*TO DO*
Scan the entries line by line and return those with "draws".

:: MATERIAL FOR THE TASK

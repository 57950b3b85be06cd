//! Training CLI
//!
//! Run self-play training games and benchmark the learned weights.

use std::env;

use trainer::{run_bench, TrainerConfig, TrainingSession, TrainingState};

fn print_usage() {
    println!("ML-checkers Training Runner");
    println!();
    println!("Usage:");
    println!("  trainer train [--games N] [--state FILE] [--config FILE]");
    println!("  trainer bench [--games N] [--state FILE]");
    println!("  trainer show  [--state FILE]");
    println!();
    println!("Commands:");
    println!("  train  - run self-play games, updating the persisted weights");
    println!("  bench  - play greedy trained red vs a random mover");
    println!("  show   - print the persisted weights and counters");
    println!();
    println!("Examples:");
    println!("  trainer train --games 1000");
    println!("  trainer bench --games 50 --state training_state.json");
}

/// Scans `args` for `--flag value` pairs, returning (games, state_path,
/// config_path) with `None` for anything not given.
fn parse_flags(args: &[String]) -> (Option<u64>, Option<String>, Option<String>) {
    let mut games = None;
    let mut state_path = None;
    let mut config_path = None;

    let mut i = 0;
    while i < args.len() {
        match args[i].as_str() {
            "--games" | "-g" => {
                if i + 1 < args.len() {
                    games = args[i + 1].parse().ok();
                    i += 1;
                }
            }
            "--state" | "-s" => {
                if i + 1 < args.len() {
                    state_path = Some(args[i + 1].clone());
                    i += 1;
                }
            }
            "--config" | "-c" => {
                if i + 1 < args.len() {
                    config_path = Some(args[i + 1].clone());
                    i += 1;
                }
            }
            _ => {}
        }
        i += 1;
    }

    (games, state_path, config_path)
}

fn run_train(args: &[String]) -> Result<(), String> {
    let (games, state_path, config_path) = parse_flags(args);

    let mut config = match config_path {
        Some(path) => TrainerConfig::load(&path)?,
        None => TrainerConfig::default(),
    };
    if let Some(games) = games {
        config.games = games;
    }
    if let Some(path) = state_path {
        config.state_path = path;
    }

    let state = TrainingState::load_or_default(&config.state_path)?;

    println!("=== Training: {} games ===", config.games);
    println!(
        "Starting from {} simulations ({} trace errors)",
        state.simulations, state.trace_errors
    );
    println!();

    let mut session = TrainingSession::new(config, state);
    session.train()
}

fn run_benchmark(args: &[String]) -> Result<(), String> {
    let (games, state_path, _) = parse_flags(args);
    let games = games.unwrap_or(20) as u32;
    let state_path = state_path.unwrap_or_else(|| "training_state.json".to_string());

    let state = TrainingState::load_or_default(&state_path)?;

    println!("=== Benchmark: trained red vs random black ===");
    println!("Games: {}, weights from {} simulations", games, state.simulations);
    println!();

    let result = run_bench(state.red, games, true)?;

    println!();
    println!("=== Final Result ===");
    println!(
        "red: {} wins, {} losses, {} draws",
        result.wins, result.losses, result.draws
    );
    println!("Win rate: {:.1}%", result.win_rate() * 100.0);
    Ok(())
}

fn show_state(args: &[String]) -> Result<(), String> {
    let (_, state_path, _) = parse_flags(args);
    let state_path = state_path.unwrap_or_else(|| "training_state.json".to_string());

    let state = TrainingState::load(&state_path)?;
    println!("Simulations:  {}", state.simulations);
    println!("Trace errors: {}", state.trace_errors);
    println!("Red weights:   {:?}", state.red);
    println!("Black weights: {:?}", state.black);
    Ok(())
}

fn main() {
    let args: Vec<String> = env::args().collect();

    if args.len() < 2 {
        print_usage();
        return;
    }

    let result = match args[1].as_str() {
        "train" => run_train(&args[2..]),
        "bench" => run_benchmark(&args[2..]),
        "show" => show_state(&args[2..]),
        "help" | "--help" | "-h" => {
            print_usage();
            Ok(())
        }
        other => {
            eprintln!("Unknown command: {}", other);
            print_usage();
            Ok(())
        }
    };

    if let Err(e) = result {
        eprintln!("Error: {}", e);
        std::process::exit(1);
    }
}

::::

*OUTPUT BELOW*
        "red: {} wins, {} losses, {} draws",
        result.wins, result.losses, result.draws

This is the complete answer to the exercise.